Short-term load forecast (STLF) is an important operational function in both regulated power systems and deregulated open electricity markets. However, STLF is not easy to handle due to the nonlinear and random-like behaviors of system loads, weather conditions, and social and economic environment variations. Despite the research work performed in the area, more accurate and robust STLF methods are still needed due to the importance and complexity of STLF. In this paper, a new neural network approach for STLF is proposed. The proposed neural network has a novel learning algorithm based on a new modified harmony search technique. This learning algorithm can widely search the solution space in various directions, and it can also avoid the overfitting problem, trapping in local minima and dead bands.
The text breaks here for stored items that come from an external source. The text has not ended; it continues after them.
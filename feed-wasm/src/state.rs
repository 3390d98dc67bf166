use feed_client::{ArticlesPage, DayCountPage, Latest, Loader, SearchState, Transition, ViewState};
use leptos::prelude::*;

use crate::location;

#[derive(Debug, Clone)]
pub(crate) struct AppState {
    pub(crate) view: RwSignal<ViewState>,
    pub(crate) loader: RwSignal<Loader>,
    pub(crate) block_loader: RwSignal<Loader>,
    pub(crate) articles: RwSignal<Latest<ArticlesPage>>,
    pub(crate) days: RwSignal<Latest<DayCountPage>>,
    pub(crate) search: RwSignal<SearchState>,
    pub(crate) selected_day: RwSignal<Option<String>>,
    pub(crate) day_articles: RwSignal<Latest<ArticlesPage>>,
    pub(crate) error: RwSignal<Option<String>>,
}

impl AppState {
    pub(crate) fn new(initial: ViewState) -> Self {
        Self {
            view: RwSignal::new(initial),
            loader: RwSignal::new(Loader::Initial),
            block_loader: RwSignal::new(Loader::Initial),
            articles: RwSignal::new(Latest::new()),
            days: RwSignal::new(Latest::new()),
            search: RwSignal::new(SearchState::new()),
            selected_day: RwSignal::new(None),
            day_articles: RwSignal::new(Latest::new()),
            error: RwSignal::new(None),
        }
    }

    pub(crate) fn set_error(&self, message: impl Into<String>) {
        self.error.set(Some(message.into()));
    }

    pub(crate) fn clear_error(&self) {
        self.error.set(None);
    }

    /// Применяет переход: адресная строка, активный загрузчик, состояние экрана.
    pub(crate) fn apply(&self, transition: Transition) {
        if let Err(err) = location::write(&transition) {
            self.set_error(err);
            return;
        }

        if let Some(loader) = transition.loader {
            if loader == Loader::BlockDateCursor {
                self.block_loader.set(loader);
            } else {
                self.loader.set(loader);
            }
        }
        self.view.set(transition.state);
    }

    pub(crate) fn articles_pending(&self) -> bool {
        self.articles.with(|slot| slot.is_pending())
    }

    pub(crate) fn days_pending(&self) -> bool {
        self.days.with(|slot| slot.is_pending())
    }
}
Based on this learning algorithm, the suggested neural network can efficiently extract the input/output mapping function of the forecast process leading to high STLF accuracy. The proposed approach is tested on two practical power systems and the results obtained are compared with the results of several other recently published STLF methods. These comparisons confirm the validity of the developed approach.

Suggested Citation

  • Nima Amjady & Farshid Keynia, 2011. "A New Neural Network Approach to Short Term Load Forecasting of Electrical Power Systems," Energies, MDPI, vol. 4(3), pages 1-16, March.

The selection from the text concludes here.